Characteristics of P. acnes

Compared to those without acne, the number of P. acnes present in individuals with acne reveals a startling difference of 84,412 P. acnes organisms per square cm (Leyden, 2001). As a result, current studies on acne have focused on illustrating and expounding upon the physical and functional characteristics of P. acnes.

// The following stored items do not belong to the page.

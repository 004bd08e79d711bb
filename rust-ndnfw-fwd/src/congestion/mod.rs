//! Per-upstream congestion control.
//!
//! Each upstream face has a [`PathState`]: a CUBIC window, an RTT estimator
//! and the number of Interests sent on it that have not yet produced an
//! outcome. The forwarder consults [`CongestionTable::may_send`] before
//! forwarding and reports every outcome back.

pub mod cubic;
pub mod rtt;

pub use cubic::TcpCubic;
pub use rtt::RttEstimator;

use log::debug;
use rust_ndnfw_common::FaceId;
use std::collections::HashMap;
use std::time::{Duration, Instant};

#[derive(Debug, Clone, Default)]
pub struct PathState {
    pub cubic: TcpCubic,
    pub rtt: RttEstimator,
    /// Interests sent and not yet answered, Nacked or expired.
    pub outstanding: usize,
    last_decrease: Option<Instant>,
}

impl PathState {
    /// A window below one still lets one Interest through, so the path can
    /// recover once replies come back.
    pub fn may_send(&self) -> bool {
        self.outstanding < self.cubic.cwnd().max(1)
    }

    /// Decrease the window, unless the last decrease was less than one sRTT
    /// ago (one RTO before the first RTT sample).
    ///
    /// Returns whether the window changed.
    pub fn on_congestion(&mut self, now: Instant) -> bool {
        let guard = self.rtt.srtt().unwrap_or_else(|| self.rtt.rto());
        if let Some(last) = self.last_decrease {
            if now < last + guard {
                return false;
            }
        }
        self.cubic.decrease(now);
        self.last_decrease = Some(now);
        true
    }

    fn release(&mut self) {
        self.outstanding = self.outstanding.saturating_sub(1);
    }
}

#[derive(Debug)]
pub struct CongestionTable {
    enabled: bool,
    paths: HashMap<FaceId, PathState>,
}

impl CongestionTable {
    pub fn new(enabled: bool) -> Self {
        Self {
            enabled,
            paths: HashMap::new(),
        }
    }

    pub fn is_enabled(&self) -> bool {
        self.enabled
    }

    pub fn get(&self, face: FaceId) -> Option<&PathState> {
        self.paths.get(&face)
    }

    /// Whether one more Interest may be sent on `face`.
    pub fn may_send(&self, face: FaceId) -> bool {
        !self.enabled || self.paths.get(&face).map_or(true, PathState::may_send)
    }

    pub fn on_tx(&mut self, face: FaceId) {
        self.paths.entry(face).or_default().outstanding += 1;
    }

    /// Data came back on `face` after `rtt`.
    pub fn on_data(&mut self, face: FaceId, now: Instant, rtt: Option<Duration>) {
        let path = self.paths.entry(face).or_default();
        path.release();
        let Some(rtt) = rtt else {
            return;
        };
        path.rtt.add_sample(rtt);
        let srtt = path.rtt.srtt().unwrap_or(rtt);
        path.cubic.increase(now, srtt);
    }

    /// A Nack came back on `face`.
    pub fn on_nack(&mut self, face: FaceId, congestion: bool, now: Instant) {
        let path = self.paths.entry(face).or_default();
        path.release();
        if congestion && path.on_congestion(now) {
            debug!("cc-decrease face={} cwnd={:.2}", face, path.cubic.window());
        }
    }

    /// The PIT entry went away while an Interest on `face` was outstanding.
    pub fn on_cancel(&mut self, face: FaceId) {
        if let Some(path) = self.paths.get_mut(&face) {
            path.release();
        }
    }

    /// An Interest on `face` got no reply before its PIT entry expired.
    pub fn on_timeout(&mut self, face: FaceId, now: Instant) {
        let path = self.paths.entry(face).or_default();
        path.release();
        path.rtt.backoff();
        if path.on_congestion(now) {
            debug!("cc-timeout face={} cwnd={:.2}", face, path.cubic.window());
        }
    }

    pub fn len(&self) -> usize {
        self.paths.len()
    }

    pub fn is_empty(&self) -> bool {
        self.paths.is_empty()
    }
}

#[cfg(test)]
mod tests {
    use super::*;
    use crate::congestion::rtt::RTO_INITIAL;

    #[test]
    fn test_decrease_within_rtt_ignored() {
        let mut now = Instant::now();
        let rtt = Duration::from_millis(100);
        let mut path = PathState::default();
        path.rtt.add_sample(rtt);

        for _ in 0..98 {
            path.cubic.increase(now, rtt);
            now += Duration::from_millis(5);
        }
        assert!(path.on_congestion(now));
        assert_eq!(path.cubic.cwnd(), 70);
        now += Duration::from_millis(5);

        path.cubic.increase(now, rtt);
        let before = path.cubic.window();
        now += Duration::from_millis(5);

        assert!(!path.on_congestion(now));
        assert_eq!(path.cubic.window(), before);

        assert!(path.on_congestion(now + rtt));
        assert!(path.cubic.window() < before);
    }

    #[test]
    fn test_window_gates_outstanding() {
        let face = FaceId(1);
        let mut table = CongestionTable::new(true);
        assert!(table.may_send(face));

        table.on_tx(face);
        assert!(table.may_send(face));
        table.on_tx(face);
        assert!(!table.may_send(face));

        let now = Instant::now();
        table.on_data(face, now, Some(Duration::from_millis(20)));
        assert_eq!(table.get(face).unwrap().outstanding, 1);
        assert_eq!(table.get(face).unwrap().cubic.cwnd(), 3);
        assert!(table.may_send(face));
    }

    #[test]
    fn test_disabled_never_gates() {
        let face = FaceId(1);
        let mut table = CongestionTable::new(false);
        for _ in 0..10 {
            table.on_tx(face);
        }
        assert!(table.may_send(face));
    }

    #[test]
    fn test_nack_releases_and_decreases() {
        let face = FaceId(2);
        let now = Instant::now();
        let mut table = CongestionTable::new(true);
        table.on_tx(face);
        table.on_nack(face, false, now);
        assert_eq!(table.get(face).unwrap().outstanding, 0);
        assert_eq!(table.get(face).unwrap().cubic.window(), 2.0);

        table.on_tx(face);
        table.on_nack(face, true, now);
        assert!(table.get(face).unwrap().cubic.window() < 2.0);
    }

    #[test]
    fn test_window_below_one_still_sends_one() {
        let face = FaceId(3);
        let mut now = Instant::now();
        let mut table = CongestionTable::new(true);
        for _ in 0..3 {
            table.on_tx(face);
            table.on_timeout(face, now);
            now += Duration::from_secs(10);
        }
        let path = table.get(face).unwrap();
        assert!(path.cubic.window() < 1.0);
        assert_eq!(path.cubic.cwnd(), 0);
        assert!(table.may_send(face));

        table.on_tx(face);
        assert!(!table.may_send(face));
    }

    #[test]
    fn test_decrease_before_rtt_sample_waits_one_rto() {
        let now = Instant::now();
        let mut path = PathState::default();
        assert!(path.on_congestion(now));
        assert!(!path.on_congestion(now + Duration::from_millis(500)));
        assert!((path.cubic.window() - 1.4).abs() < 1e-9);
        assert!(path.on_congestion(now + RTO_INITIAL));
    }
}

Figure 1. Left- Rod shaped P. acnes seen through Scanning Electron Microscopy. Lines represent 1µm in length (Leyden, 2001). Right- Propionibacterium acnes grown in thioglycollate medium, stained with crystal violet. A 100x objective was used (Jappe et al., 2002).

Figure 1

P. acnes is gram-positive bacteria, which means it stains purple in Gram’s method—a staining technique used to distinguish between two categories of bacteria, positive and negative, based upon their ability to retain crystal violet (purple) or safranin (pink) dye, respectively (Figure 1). The bacterium is a facultative anaerobe—it has the advantageous ability to grow in both the presence and absence of Oxygen. Its cells are rod (football) shaped and are non-motile. It is a small bacterium approximately 0.5 µm wide and 1.5 µm long (Jappe et. al., 2002). Its small size is favorable—for both itself and the host cell—as it is found in significant amounts in extremely minute areas within the skin. Moreover, P. acnes is photosensitive; it reacts to light by absorbing photons (light particles) of specific wavelengths and transmitting the energy absorbed to surrounding molecules.